Lithotripsy replaced using lithotrites as the most common treatment beginning in the mid-1980s. In extracorporeal shock wave lithotripsy (ESWL), external shockwaves are focused at the stone to pulverize it. Ureteroscopic methods use a rigid or flexible scope to reach the stone and direct mechanical or light energy at it. Endoscopy can use lasers as well as other modes of energy delivery: ultrasound or electrohydraulics.

ESWL was first used on kidney stones in 1980. It is also applied to gallstones and pancreatic stones. External shockwaves are focused and pulverize the stone which is located by imaging. The first shockwave lithotriptor approved for human use was the Dornier HM3 (human model 3) derived from a device used for testing aerospace parts. Second generation devices used piezoelectricity or electromagnetism generators. American Urological Association guidelines consider ESWL a potential primary treatment for stones between 4 mm and 2 cm.
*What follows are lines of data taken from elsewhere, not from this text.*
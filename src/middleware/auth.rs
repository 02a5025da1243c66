//! Verification token middleware
//!
//! Extractor that validates the bearer verification token on gated endpoints.

use axum::{
    async_trait,
    extract::{FromRef, FromRequestParts},
    http::request::Parts,
};
use axum_extra::{
    headers::{authorization::Bearer, Authorization},
    TypedHeader,
};
use std::sync::Arc;

use crate::error::ApiError;
use crate::verification::{VerificationClaims, VerificationKeys};

/// Claims of a valid verification token from the Authorization header
///
/// Handlers still have to run [`crate::verification::check_binding`] against
/// the identity in their request body.
///
/// # Example
///
/// ```rust,ignore
/// async fn gated_handler(VerifiedToken(claims): VerifiedToken) -> impl IntoResponse {
///     format!("Hello, {}", claims.email)
/// }
/// ```
#[derive(Debug, Clone)]
pub struct VerifiedToken(pub VerificationClaims);

#[async_trait]
impl<S> FromRequestParts<S> for VerifiedToken
where
    Arc<VerificationKeys>: FromRef<S>,
    S: Send + Sync,
{
    type Rejection = ApiError;

    async fn from_request_parts(parts: &mut Parts, state: &S) -> Result<Self, Self::Rejection> {
        // missing header is reported exactly like a bad token
        let TypedHeader(Authorization(bearer)) =
            TypedHeader::<Authorization<Bearer>>::from_request_parts(parts, state)
                .await
                .map_err(|_| ApiError::InvalidToken)?;

        let keys = Arc::<VerificationKeys>::from_ref(state);

        let claims = keys.verify(bearer.token()).map_err(|_| {
            tracing::debug!("Rejected verification token");
            ApiError::InvalidToken
        })?;

        Ok(VerifiedToken(claims))
    }
}
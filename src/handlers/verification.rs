//! Verification token HTTP handlers
//!
//! Mints the token a client presents after completing OTP verification.

use axum::{
    extract::State,
    http::{header, HeaderMap},
    Json,
};

use crate::error::ApiError;
use crate::middleware::ApiJson;
use crate::models::IssueTokenResponse;
use crate::state::AppState;
use crate::verification::VerificationSubject;

/// POST /api/verify-cdp - Issue a verification token for an (email, wallet) pair
pub async fn issue_verification_token(
    State(state): State<AppState>,
    headers: HeaderMap,
    ApiJson(subject): ApiJson<VerificationSubject>,
) -> Result<Json<IssueTokenResponse>, ApiError> {
    let origin = headers
        .get(header::ORIGIN)
        .and_then(|v| v.to_str().ok());

    if !origin_allowed(origin, &state.allowed_origins) {
        tracing::warn!(origin = ?origin, "Rejected token request from unknown origin");
        return Err(ApiError::Forbidden("Unauthorized origin".to_string()));
    }

    let issued = state.verification_keys.issue(&subject)?;

    tracing::info!(expires_at = issued.claims.exp, "Issued verification token");

    Ok(Json(IssueTokenResponse {
        success: true,
        token: issued.token,
        expires_in: issued.expires_in,
    }))
}

/// Origin header must contain one of the allowed fragments
pub fn origin_allowed(origin: Option<&str>, allowed: &[String]) -> bool {
    origin.is_some_and(|o| allowed.iter().any(|fragment| o.contains(fragment.as_str())))
}

#[cfg(test)]
mod tests {
    use super::*;

    fn allowed() -> Vec<String> {
        vec!["emailwallets.com".to_string(), "localhost".to_string()]
    }

    #[test]
    fn test_origin_allowed() {
        assert!(origin_allowed(Some("https://emailwallets.com"), &allowed()));
        assert!(origin_allowed(Some("http://localhost:3000"), &allowed()));
        assert!(!origin_allowed(Some("https://evil.example"), &allowed()));
        assert!(!origin_allowed(None, &allowed()));
        assert!(!origin_allowed(Some("https://emailwallets.com"), &[]));
    }
}
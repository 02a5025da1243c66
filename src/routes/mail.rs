//! Welcome email routes

use axum::{middleware::from_fn_with_state, routing::post, Router};

use crate::handlers::mail;
use crate::middleware::{enforce_rate_limit, ClientRateLimit};
use crate::state::AppState;

/// Create welcome email routes, rate limited per client IP
pub fn mail_routes(rate_limit: ClientRateLimit) -> Router<AppState> {
    Router::new()
        .route("/api/mail", post(mail::send_welcome_email))
        .route_layer(from_fn_with_state(rate_limit, enforce_rate_limit))
}
//! Email Wallets Waitlist Server
//!
//! Issues verification tokens after OTP confirmation, sends welcome emails and
//! records waitlist signups.

use std::net::SocketAddr;
use std::sync::Arc;
use std::time::Duration;

use anyhow::Context;
use axum::http::{HeaderValue, Method};
use chrono::Utc;
use tokio::signal;
use tower_http::cors::{Any, CorsLayer};

use emailwallets_server::config::{Config, SecretSource};
use emailwallets_server::mail::ResendMailer;
use emailwallets_server::rate_limit::{
    MemoryRateLimitStore, PgRateLimitStore, RateLimitStore, SlidingWindowLimiter,
};
use emailwallets_server::state::AppState;
use emailwallets_server::verification::VerificationKeys;
use emailwallets_server::waitlist::{NotionDirectory, PgSignupArchive};
use emailwallets_server::middleware::{self, ClientRateLimit};
use emailwallets_server::{build_router, db};

const RATE_LIMIT_CLEANUP_INTERVAL: Duration = Duration::from_secs(300);

#[tokio::main]
async fn main() -> anyhow::Result<()> {
    // Load configuration
    let config = match Config::from_env() {
        Ok(c) => c,
        Err(e) => {
            eprintln!("Failed to load configuration: {}", e);
            std::process::exit(1);
        }
    };

    // Initialize tracing
    tracing_subscriber::fmt()
        .with_env_filter(
            tracing_subscriber::EnvFilter::try_from_default_env()
                .unwrap_or_else(|_| tracing_subscriber::EnvFilter::new(&config.log_level)),
        )
        .with_target(true)
        .with_thread_ids(true)
        .with_file(true)
        .with_line_number(true)
        .init();

    tracing::info!(environment = %config.environment.as_str(), "Starting waitlist server");

    if config.token_secret_source == SecretSource::DevelopmentDefault {
        tracing::warn!(
            environment = %config.environment.as_str(),
            "VERIFICATION_TOKEN_SECRET not set, signing with the insecure development default"
        );
    }

    let verification_keys = Arc::new(VerificationKeys::from_secret(&config.token_secret));
    let directory = Arc::new(NotionDirectory::new(&config.notion));
    let mailer = Arc::new(ResendMailer::new(config.mail.clone()));

    let mut app_state = AppState::new(
        verification_keys,
        directory,
        mailer,
        config.allowed_origins.clone(),
    );

    let rate_limit_store: Arc<dyn RateLimitStore> = match config.database_url.as_deref() {
        Some(database_url) => {
            if let Some(masked) = config.database_url_masked() {
                tracing::info!("Using database at {}", masked);
            }
            let db_pool = db::create_pool(database_url, config.db_max_connections)
                .context("Invalid DATABASE_URL")?;

            if let Err(e) = db::run_migrations(&db_pool).await {
                tracing::warn!(error = %e, "Database unavailable at startup, optional features will fail open");
            }

            app_state = app_state
                .with_archive(Arc::new(PgSignupArchive::new(db_pool.clone())))
                .with_db_pool(db_pool.clone());

            let store = PgRateLimitStore::new(db_pool);
            spawn_pg_cleanup(store.clone(), config.rate_limit_window);
            Arc::new(store)
        }
        None => {
            tracing::warn!("DATABASE_URL not set, rate limits are per-instance and signups are not archived");
            let store = MemoryRateLimitStore::new();
            spawn_memory_cleanup(store.clone(), config.rate_limit_window);
            Arc::new(store)
        }
    };

    let mail_limiter = SlidingWindowLimiter::new(
        rate_limit_store,
        config.rate_limit_window,
        config.rate_limit_max_requests,
    );
    if config.trusted_proxies.is_empty() {
        tracing::info!("No trusted proxies configured, rate limiting on the socket peer address");
    }
    let mail_rate_limit =
        ClientRateLimit::new(mail_limiter).trust_proxies(config.trusted_proxies.clone());

    let mut app = build_router(app_state, mail_rate_limit);
    if config.environment.is_production() {
        app = app.layer(axum::middleware::from_fn(middleware::hsts_header));
    }
    let app = app.layer(configure_cors(config.cors_allowed_origins.as_deref()));

    let addr = SocketAddr::from(([0, 0, 0, 0], config.port));
    tracing::info!("Server listening on {}", addr);
    tracing::info!("Health check at http://{}/health", addr);

    let listener = tokio::net::TcpListener::bind(addr)
        .await
        .with_context(|| format!("Failed to bind {}", addr))?;

    // Serve with graceful shutdown
    axum::serve(
        listener,
        app.into_make_service_with_connect_info::<SocketAddr>(),
    )
    .with_graceful_shutdown(shutdown_signal())
    .await
    .context("Server error")?;

    tracing::info!("Server shutdown complete");
    Ok(())
}

fn spawn_pg_cleanup(store: PgRateLimitStore, window: Duration) {
    tokio::spawn(async move {
        let mut interval = tokio::time::interval(RATE_LIMIT_CLEANUP_INTERVAL);
        loop {
            interval.tick().await;
            let cutoff = Utc::now() - chrono::Duration::seconds(window.as_secs() as i64);
            match store.purge_before(cutoff).await {
                Ok(removed) => tracing::debug!(removed, "Purged expired rate limit hits"),
                Err(e) => tracing::warn!(error = %e, "Rate limit purge failed"),
            }
        }
    });
}

fn spawn_memory_cleanup(store: MemoryRateLimitStore, window: Duration) {
    tokio::spawn(async move {
        let mut interval = tokio::time::interval(RATE_LIMIT_CLEANUP_INTERVAL);
        loop {
            interval.tick().await;
            let cutoff = Utc::now() - chrono::Duration::seconds(window.as_secs() as i64);
            store.cleanup(cutoff).await;
        }
    });
}

fn configure_cors(allowed_origins: Option<&str>) -> CorsLayer {
    let allowed_origins_str = allowed_origins.unwrap_or_default();

    if allowed_origins_str.is_empty() {
        tracing::warn!("CORS_ALLOWED_ORIGINS not set, allowing all origins (permissive)");
        return CorsLayer::permissive();
    }

    let origins: Vec<HeaderValue> = allowed_origins_str
        .split(',')
        .filter_map(|s| s.trim().parse().ok())
        .collect();

    CorsLayer::new()
        .allow_origin(origins)
        .allow_methods([Method::GET, Method::POST])
        .allow_headers(Any)
}

/// Graceful shutdown signal handler
async fn shutdown_signal() {
    let ctrl_c = async {
        if let Err(e) = signal::ctrl_c().await {
            tracing::error!(error = %e, "Failed to install Ctrl+C handler");
            std::future::pending::<()>().await;
        }
    };

    #[cfg(unix)]
    let terminate = async {
        match signal::unix::signal(signal::unix::SignalKind::terminate()) {
            Ok(mut sigterm) => {
                sigterm.recv().await;
            }
            Err(e) => {
                tracing::error!(error = %e, "Failed to install SIGTERM handler");
                std::future::pending::<()>().await;
            }
        }
    };

    #[cfg(not(unix))]
    let terminate = std::future::pending::<()>();

    tokio::select! {
        _ = ctrl_c => {
            tracing::info!("Received Ctrl+C, initiating graceful shutdown...");
        }
        _ = terminate => {
            tracing::info!("Received SIGTERM, initiating graceful shutdown...");
        }
    }
}
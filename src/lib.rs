//! Email Wallets Waitlist Backend Library
//!
//! Verification token gate, rate limiting and waitlist endpoints for the
//! Email Wallets landing page.

pub mod config;
pub mod db;
pub mod error;
pub mod handlers;
pub mod mail;
pub mod middleware;
pub mod models;
pub mod rate_limit;
pub mod routes;
pub mod state;
pub mod verification;
pub mod waitlist;

use axum::{routing::get, Router};

use middleware::ClientRateLimit;
use state::AppState;

/// Assemble the API router with its request middleware
pub fn build_router(app_state: AppState, mail_rate_limit: ClientRateLimit) -> Router {
    Router::new()
        .route("/", get(handlers::root))
        .route("/health", get(handlers::health_check))
        .merge(routes::verification_routes())
        .merge(routes::waitlist_routes())
        .merge(routes::mail_routes(mail_rate_limit))
        .with_state(app_state)
        .layer(axum::middleware::from_fn(middleware::security_headers))
        .layer(axum::middleware::from_fn(middleware::request_tracing))
}
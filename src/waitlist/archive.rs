//! PostgreSQL copy of waitlist signups

use axum::async_trait;
use chrono::Utc;
use sqlx::PgPool;
use uuid::Uuid;

use super::{ArchiveError, SignupArchive, WaitlistEntry};

/// Writes each signup to the `waitlist_emails` table
#[derive(Clone)]
pub struct PgSignupArchive {
    db_pool: PgPool,
}

impl PgSignupArchive {
    pub fn new(db_pool: PgPool) -> Self {
        Self { db_pool }
    }
}

#[async_trait]
impl SignupArchive for PgSignupArchive {
    async fn record(&self, entry: &WaitlistEntry, directory_id: &str) -> Result<(), ArchiveError> {
        sqlx::query(
            r#"
            INSERT INTO waitlist_emails (id, email, name, wallet_address, directory_id, created_at)
            VALUES ($1, $2, $3, $4, $5, $6)
            "#,
        )
        .bind(Uuid::new_v4())
        .bind(&entry.email)
        .bind(&entry.name)
        .bind(entry.wallet_address.as_deref())
        .bind(directory_id)
        .bind(Utc::now())
        .execute(&self.db_pool)
        .await?;

        Ok(())
    }
}
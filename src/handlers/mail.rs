//! Welcome email HTTP handler

use axum::{extract::State, Json};
use validator::Validate;

use crate::error::ApiError;
use crate::middleware::{ApiJson, VerifiedToken};
use crate::models::{MessageResponse, SendWelcomeRequest};
use crate::state::AppState;
use crate::verification::check_binding;

/// POST /api/mail - Send the welcome email to a verified address
pub async fn send_welcome_email(
    State(state): State<AppState>,
    VerifiedToken(claims): VerifiedToken,
    ApiJson(req): ApiJson<SendWelcomeRequest>,
) -> Result<Json<MessageResponse>, ApiError> {
    req.validate()?;
    check_binding(&claims, &req.email, None)?;

    state
        .mailer
        .send_welcome(&req.email, req.firstname.as_deref())
        .await?;

    Ok(Json(MessageResponse {
        message: "Email sent successfully".to_string(),
    }))
}
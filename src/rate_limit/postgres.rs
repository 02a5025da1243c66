//! PostgreSQL-backed rate limit store

use axum::async_trait;
use chrono::{DateTime, Utc};
use sqlx::PgPool;

use super::{RateLimitStore, RateLimitStoreError};

/// Stores hits in the `rate_limits` table so every instance shares one window
#[derive(Clone)]
pub struct PgRateLimitStore {
    db_pool: PgPool,
}

impl PgRateLimitStore {
    pub fn new(db_pool: PgPool) -> Self {
        Self { db_pool }
    }

    /// Delete every hit older than `cutoff`, returning the number removed
    pub async fn purge_before(&self, cutoff: DateTime<Utc>) -> Result<u64, RateLimitStoreError> {
        let result = sqlx::query("DELETE FROM rate_limits WHERE hit_at < $1")
            .bind(cutoff)
            .execute(&self.db_pool)
            .await?;
        Ok(result.rows_affected())
    }
}

#[async_trait]
impl RateLimitStore for PgRateLimitStore {
    async fn acquire(
        &self,
        identifier: &str,
        window_start: DateTime<Utc>,
        now: DateTime<Utc>,
        max_requests: u32,
    ) -> Result<u64, RateLimitStoreError> {
        let mut tx = self.db_pool.begin().await?;

        // per-identifier lock across instances, held until commit or rollback
        sqlx::query("SELECT pg_advisory_xact_lock(hashtext($1))")
            .bind(identifier)
            .execute(&mut *tx)
            .await?;

        sqlx::query("DELETE FROM rate_limits WHERE identifier = $1 AND hit_at < $2")
            .bind(identifier)
            .bind(window_start)
            .execute(&mut *tx)
            .await?;

        let count: i64 = sqlx::query_scalar(
            "SELECT COUNT(*) FROM rate_limits WHERE identifier = $1 AND hit_at >= $2",
        )
        .bind(identifier)
        .bind(window_start)
        .fetch_one(&mut *tx)
        .await?;
        let current = count.max(0) as u64;

        if current < u64::from(max_requests) {
            sqlx::query("INSERT INTO rate_limits (identifier, hit_at) VALUES ($1, $2)")
                .bind(identifier)
                .bind(now)
                .execute(&mut *tx)
                .await?;
        }

        tx.commit().await?;
        Ok(current)
    }
}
Electrohydraulic lithotripsy is an industrial technique for fragmenting rocks by using electrodes to create shockwaves. It was applied to bile duct stones in 1975. It can damage tissue and is mostly used in biliary tract specialty centers. Pneumatic mechanical devices have been used with endoscopes, commonly for large and hard stones. Pneumatic lithotripsy has also been successfully applied in the treatment of salivary stones during sialendoscopy, offering a minimally invasive alternative for large or impacted calculi while preserving the salivary duct anatomy.

Laser lithotripsy was introduced in the 1980s. Pulsed dye lasers emit 504 nm (cyan-colored) light that is delivered to the stone by optical fibers through a scope. Holmium:YAG lasers were then developed and produce smaller fragments and have long been considered the standard technology for endoscopic lithotripsy according to major urological guidelines such as those of the American Urological Association and the European Association of Urology. More recently, thulium fibre lasers (TFL) have been introduced for ureteroscopic lithotripsy and offer several advantages over Holmium:YAG lasers, including higher stone‑free rates, shorter operative times, and reduced stone retropulsion. Several clinical studies and meta-analyses have demonstrated these benefits, suggesting that TFL may increasingly replace Ho:YAG as the preferred laser for endoscopic stone treatment.

Endovascular lithotripsy is an angioplasty procedure using a balloon internally fitted with an ultrasound generator. It can be used in the reduction of very calcified coronary arteries, with or without the combined usage of stents.